No, it won't, or, it won't most likely won't, but did you notice? I won't say it will apply to everyone, but did you notice how you jumped to the next part of the lesson? This is the power of a powerful first sentence. Here: I will give you some more examples. 

The Vatican was burning. 

The explosion was deafening. 

The silence was shattering. 

Now, read them, and just sit and think. Go back, and think some more. Each one is a short sentence, but each word counts - a lot. In those sentences there is a story to be told, and the reader will understand this. However, beginning sentences do not have to start with a dramatic declaration, especially considering not all stories begin with a riveting beginning. However, one must be wary when to begin. 

This can be considered marketing. 

In the first sentence, you should try to sell your story to your readers. 

There are a few different approaches to a successful first sentence, the first being the 'Dramatic Declaration'. In this sentence, as in the examples above, you will have a declaration in it. Usually, the shorter the better. Think of this as the front page of a newspaper. The title should sell the story, and the newspaper. If it was a long, and tedious title like 'Jane Doe ate Cheerio Cereal and found she really liked it,' the newspaper probably wouldn't sell. Think of the first sentence of your story as the headline for a newspaper for the 'Dramatic Declaration'. 

This type of first sentence catches the reader and drags them - rather harshly - into your story. 

Now, not to confuse anyone, but while dramatic declarations are usually short and concise, they can be longer as well. 

The water fell, further and further down, cascading down the long drop that made up the Crystal Waterfall, falling, right on top of a cold, motionless body. 

Any beginning sentence that includes a shocking or intriguing fact in it fits into the 'Dramatic Declaration' sentence category. 

The other type of beginning sentence would be the 'Anit-Climatic Declaration'. These types of sentences are not as gripping, but they set the tone for your story. These sentences are those that don't have the reader ask questions, but rather slow their mind down, calming them. Here are some examples: 

The sun rose, its rays gently grazing against the cool morning. 

He lifted the coffee mug to his lips, drinking the hot liquid as he read the morning paper. 

She sighed, her chin resting on her hand as she sighed and gazed longingly outside. 

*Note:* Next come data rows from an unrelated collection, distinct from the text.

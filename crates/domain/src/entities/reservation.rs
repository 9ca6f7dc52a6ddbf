//! Table reservations.

use std::collections::BTreeSet;
use std::fmt;

use chrono::{NaiveDate, NaiveTime};
use serde::{Deserialize, Serialize};

use crate::entity::{Entity, EntityKind, Tagged};
use crate::value_objects::{Name, Tag};

/// Natural key of a reservation: who, on which day, at what time.
#[derive(Debug, Clone, PartialEq, Eq, Hash)]
pub struct ReservationKey {
    pub name: Name,
    pub date: NaiveDate,
    pub time: NaiveTime,
}

impl fmt::Display for ReservationKey {
    fn fmt(&self, f: &mut fmt::Formatter<'_>) -> fmt::Result {
        write!(f, "{} on {} at {}", self.name, self.date, self.time.format("%H:%M"))
    }
}

/// A table reservation.
#[derive(Debug, Clone, PartialEq, Eq, Serialize, Deserialize)]
pub struct Reservation {
    pub name: Name,
    pub pax: u32,
    pub date: NaiveDate,
    pub time: NaiveTime,
    #[serde(default)]
    pub tags: BTreeSet<Tag>,
}

impl Reservation {
    /// Creates a reservation without tags.
    pub fn new(name: impl Into<Name>, pax: u32, date: NaiveDate, time: NaiveTime) -> Self {
        Self {
            name: name.into(),
            pax,
            date,
            time,
            tags: BTreeSet::new(),
        }
    }

    /// Adds tags, returning the updated reservation.
    pub fn tagged<I, T>(mut self, tags: I) -> Self
    where
        I: IntoIterator<Item = T>,
        T: Into<Tag>,
    {
        self.tags.extend(tags.into_iter().map(Into::into));
        self
    }
}

impl Entity for Reservation {
    type Key = ReservationKey;
    const KIND: EntityKind = EntityKind::Reservation;

    fn key(&self) -> ReservationKey {
        ReservationKey {
            name: self.name.clone(),
            date: self.date,
            time: self.time,
        }
    }
}

impl Tagged for Reservation {
    fn tags(&self) -> &BTreeSet<Tag> {
        &self.tags
    }

    fn with_tags(&self, tags: BTreeSet<Tag>) -> Self {
        Self {
            tags,
            ..self.clone()
        }
    }
}

#[cfg(test)]
mod tests {
    use super::*;

    fn date(d: u32) -> NaiveDate {
        NaiveDate::from_ymd_opt(2024, 12, d).unwrap()
    }

    fn time(h: u32) -> NaiveTime {
        NaiveTime::from_hms_opt(h, 0, 0).unwrap()
    }

    #[test]
    fn test_pax_change_is_same_reservation() {
        let a = Reservation::new("Alex Yeoh", 2, date(3), time(19));
        let b = Reservation::new("Alex Yeoh", 6, date(3), time(19));
        assert!(a.same_as(&b));
    }

    #[test]
    fn test_other_slot_is_different_reservation() {
        let a = Reservation::new("Alex Yeoh", 2, date(3), time(19));
        assert!(!a.same_as(&Reservation::new("Alex Yeoh", 2, date(4), time(19))));
        assert!(!a.same_as(&Reservation::new("Alex Yeoh", 2, date(3), time(12))));
    }

    #[test]
    fn test_key_display() {
        let r = Reservation::new("Alex Yeoh", 2, date(3), time(19));
        assert_eq!(r.key().to_string(), "Alex Yeoh on 2024-12-03 at 19:00");
    }
}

These types of sentences are purposefully dull and lacklustre, since, rather than drag the reader in, they set the mood and the tone for their first chapter or story. The writer must be wary of these types of sentences, because if they are too drawn out or jarringly grammatically incorrect, it may push your readers away, rather than draw them in. 

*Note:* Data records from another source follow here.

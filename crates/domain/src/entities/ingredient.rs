//! Stock ingredients.

use serde::{Deserialize, Serialize};

use crate::entity::{Entity, EntityKind};
use crate::value_objects::{IngredientName, Money};

/// A stock ingredient.
///
/// Identified by name; unit, price, stock level, and minimum are values that
/// may change without creating a new ingredient.
#[derive(Debug, Clone, PartialEq, Eq, Serialize, Deserialize)]
pub struct Ingredient {
    pub name: IngredientName,
    /// Unit in which stock is counted (e.g. "kilogram", "packet").
    pub unit: String,
    /// Price per unit.
    pub price: Money,
    /// Units currently in stock.
    pub stock: u32,
    /// Stock level below which the ingredient should be reordered.
    #[serde(default)]
    pub minimum: u32,
}

impl Ingredient {
    /// Creates an ingredient with no reorder threshold.
    pub fn new(
        name: impl Into<IngredientName>,
        unit: impl Into<String>,
        price: Money,
        stock: u32,
    ) -> Self {
        Self {
            name: name.into(),
            unit: unit.into(),
            price,
            stock,
            minimum: 0,
        }
    }

    /// Sets the reorder threshold.
    pub fn with_minimum(mut self, minimum: u32) -> Self {
        self.minimum = minimum;
        self
    }

    /// Returns a copy with a different stock level.
    pub fn with_stock(&self, stock: u32) -> Self {
        Self {
            stock,
            ..self.clone()
        }
    }

    /// Returns true if stock has fallen below the reorder threshold.
    pub fn is_below_minimum(&self) -> bool {
        self.stock < self.minimum
    }
}

impl Entity for Ingredient {
    type Key = IngredientName;
    const KIND: EntityKind = EntityKind::Ingredient;

    fn key(&self) -> IngredientName {
        self.name.clone()
    }
}

#[cfg(test)]
mod tests {
    use super::*;

    #[test]
    fn test_stock_changes_do_not_change_identity() {
        let cheese = Ingredient::new("Cheese", "kilogram", Money::from_cents(1250), 20);
        let restocked = cheese.with_stock(40);
        assert!(cheese.same_as(&restocked));
        assert_ne!(cheese, restocked);
    }

    #[test]
    fn test_below_minimum() {
        let garlic = Ingredient::new("Garlic", "bulb", Money::from_cents(50), 3).with_minimum(5);
        assert!(garlic.is_below_minimum());
        assert!(!garlic.with_stock(5).is_below_minimum());
    }

    #[test]
    fn test_minimum_defaults_when_missing() {
        let json = r#"{"name":"Cheese","unit":"kilogram","price":1250,"stock":20}"#;
        let cheese: Ingredient = serde_json::from_str(json).unwrap();
        assert_eq!(cheese.minimum, 0);
        assert_eq!(cheese.stock, 20);
    }
}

The last major first sentence type would be the 'Dialogue Declaration'. This is where a person is speaking in as the first sentence. It can be a dramatic declaration, or a simple statement, followed by a paragraph. Here is an example: 

"There is no way." 
"Course, all you have to do is jump." He replied, giving her a cheeky smile. 

Dialogue Declaration can be used in a multitude of ways, but what it does, essentially, is jump right into the story, which is a huge selling point. It also is a jumpstart into the character's personality. A shy, timid person's dialogue would sound far different than a brash, brave character. Also, if there are more than one person in your beginning scene, the interaction between these people will be more crucial, as their relationships are what will draw the reader in. 

The drawbacks to using a Dialogue Declaration are that your characters are what are going to matter most. If the reader hates your characters, they will be turned off, even if the story is about your character developing. 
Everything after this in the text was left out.